Primary cause of death
The most frequent primary cause of death reported in the notifications were diseases of the respiratory system. These accounted for 38% (n=151) of all deaths (table 2). This was followed by neoplasms (19%, n=75) and diseases of the circulatory system (11%, n=42). The leading causes of expected deaths were diseases of the respiratory system (41%, n=89), neoplasms (31%, n=67), and mental and behavioural disorders (eg, dementia) (10%, n=18). The leading causes of unexpected deaths were diseases of the respiratory system (35%, n=62) and diseases of the circulatory system (18%, n=32).
Association of characteristics of residential care facilities and death
In unadjusted analysis (model 1) of service characteristics and all deaths, congregated settings, providing for mixed sex, being a statutory provider, being funded by the public health service, having higher bed numbers, and having higher staff-to-resident ratio and nursing staff-to-resident ratio were associated with higher incidence of death (table 3). Providing for children only and being funded under Section 39 of the Health Act were associated with lower incidence of death. After adjustment for bed numbers, nursing staff-to-resident ratio and care facility profile (model 2), the associations with sex provision, provider type, funding type and staff-to-resident ratio were attenuated to null. After further mutual adjustment for other service characteristics (model 3), the positive association of congregated setting versus non-congregated (incidence rate ratio (95% CI): 2.59 (1.80 to 3.73)) and higher bed numbers (highest vs lowest quartile) (4.02 (2.19 to 7.40)) remained significant. There was also a positive non-linear association with category of nursing staff-to-resident ratio when compared with zero nurses. The second highest quartile (0.5 to 0.99 nursing staff:resident ratio) was associated with the highest risk (4.35 (2.21 to 8.55)).

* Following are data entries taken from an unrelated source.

//! File Generator
//!
//! Owns the current staging file of one routing key. All access to that
//! file goes through `with_exclusive_access`, the only synchronization
//! point for the key: writers, the rotation timer and the stale sweep
//! all take the same lock.

use crate::spool::clock::{Clock, Timestamp};
use crate::spool::config::Encoding;
use crate::spool::staging_file::{StagingError, StagingFile};
use parking_lot::{Mutex, MutexGuard};
use std::path::{Path, PathBuf};
use std::sync::Arc;

/// Creates staging files under one root with one codec
#[derive(Clone)]
pub struct FileFactory {
    root: PathBuf,
    encoding: Encoding,
    clock: Arc<dyn Clock>,
}

impl std::fmt::Debug for FileFactory {
    fn fmt(&self, f: &mut std::fmt::Formatter<'_>) -> std::fmt::Result {
        f.debug_struct("FileFactory")
            .field("root", &self.root)
            .field("encoding", &self.encoding)
            .finish()
    }
}

impl FileFactory {
    pub fn new(root: PathBuf, encoding: Encoding, clock: Arc<dyn Clock>) -> Self {
        FileFactory {
            root,
            encoding,
            clock,
        }
    }

    pub fn create(&self, routing_key: &str, part_index: u64) -> Result<StagingFile, StagingError> {
        StagingFile::create(
            &self.root,
            routing_key,
            part_index,
            self.encoding,
            self.clock.now(),
        )
    }

    pub fn root(&self) -> &Path {
        &self.root
    }

    pub fn now(&self) -> Timestamp {
        self.clock.now()
    }
}

struct GeneratorState {
    part_index: u64,
    current: StagingFile,
    /// Set by the stale sweep once the generator left the registry
    evicted: bool,
}

/// Per-key owner of the current staging file
pub struct FileGenerator {
    key: String,
    factory: FileFactory,
    state: Mutex<GeneratorState>,
}

impl std::fmt::Debug for FileGenerator {
    fn fmt(&self, f: &mut std::fmt::Formatter<'_>) -> std::fmt::Result {
        f.debug_struct("FileGenerator")
            .field("key", &self.key)
            .finish_non_exhaustive()
    }
}

impl FileGenerator {
    /// Create the generator together with part 0
    pub fn new(key: &str, factory: FileFactory) -> Result<Self, StagingError> {
        let current = factory.create(key, 0)?;
        Ok(FileGenerator {
            key: key.to_string(),
            factory,
            state: Mutex::new(GeneratorState {
                part_index: 0,
                current,
                evicted: false,
            }),
        })
    }

    pub fn key(&self) -> &str {
        &self.key
    }

    /// Acquire the key's lock. Prefer `with_exclusive_access`.
    pub fn lock(&self) -> GeneratorGuard<'_> {
        GeneratorGuard {
            key: &self.key,
            factory: &self.factory,
            state: self.state.lock(),
        }
    }

    pub fn with_exclusive_access<R>(&self, f: impl FnOnce(&mut GeneratorGuard<'_>) -> R) -> R {
        let mut guard = self.lock();
        f(&mut guard)
    }
}

/// Exclusive view of a generator, alive for the duration of the lock
pub struct GeneratorGuard<'a> {
    key: &'a str,
    factory: &'a FileFactory,
    state: MutexGuard<'a, GeneratorState>,
}

impl GeneratorGuard<'_> {
    pub fn key(&self) -> &str {
        self.key
    }

    pub fn current_file(&mut self) -> &mut StagingFile {
        &mut self.state.current
    }

    /// Part index of the current file
    pub fn part_index(&self) -> u64 {
        self.state.part_index
    }

    /// Install a fresh file with the next part index and return it.
    ///
    /// The previous file is dropped without being sealed or deleted, so the
    /// caller must seal it first. If the new file cannot be created the
    /// previous one stays current.
    pub fn rotate(&mut self) -> Result<&mut StagingFile, StagingError> {
        drop(self.rotate_out()?);
        Ok(&mut self.state.current)
    }

    /// Install a fresh file with the next part index and hand back the
    /// previous one, still open. On error nothing changes.
    pub fn rotate_out(&mut self) -> Result<StagingFile, StagingError> {
        let next = self.state.part_index.saturating_add(1);
        let file = self.factory.create(self.key, next)?;
        self.state.part_index = next;
        Ok(std::mem::replace(&mut self.state.current, file))
    }

    pub fn now(&self) -> Timestamp {
        self.factory.now()
    }

    pub fn is_evicted(&self) -> bool {
        self.state.evicted
    }

    pub(crate) fn mark_evicted(&mut self) {
        self.state.evicted = true;
    }
}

When stratified by expected and unexpected deaths, using model 3, congregated setting and higher bed numbers had a larger positive association with expected than unexpected deaths, and a positive association of nursing staff-to-resident ratio and mortality was only significant for expected deaths (table 4). Being a statutory provider was also positively associated with unexpected deaths.
Repetition of analyses in complete cases did not materially change results (online supplemental table 3).
Supplemental material
Characteristics of expected and unexpected deaths from the categorical content analysis
Concept 1: interventions and care plans
Categories relating to interventions and care plans were identified in all notifications received (table 5). A total of 48.1% of all deaths reported were for residents in receipt of palliative care. There was the presence of categories in expected deaths that would not be anticipated, for example, emergency services were called for 6.0% of reported expected deaths and 28.7% of reported unexpected deaths were for residents in receipt of palliative care.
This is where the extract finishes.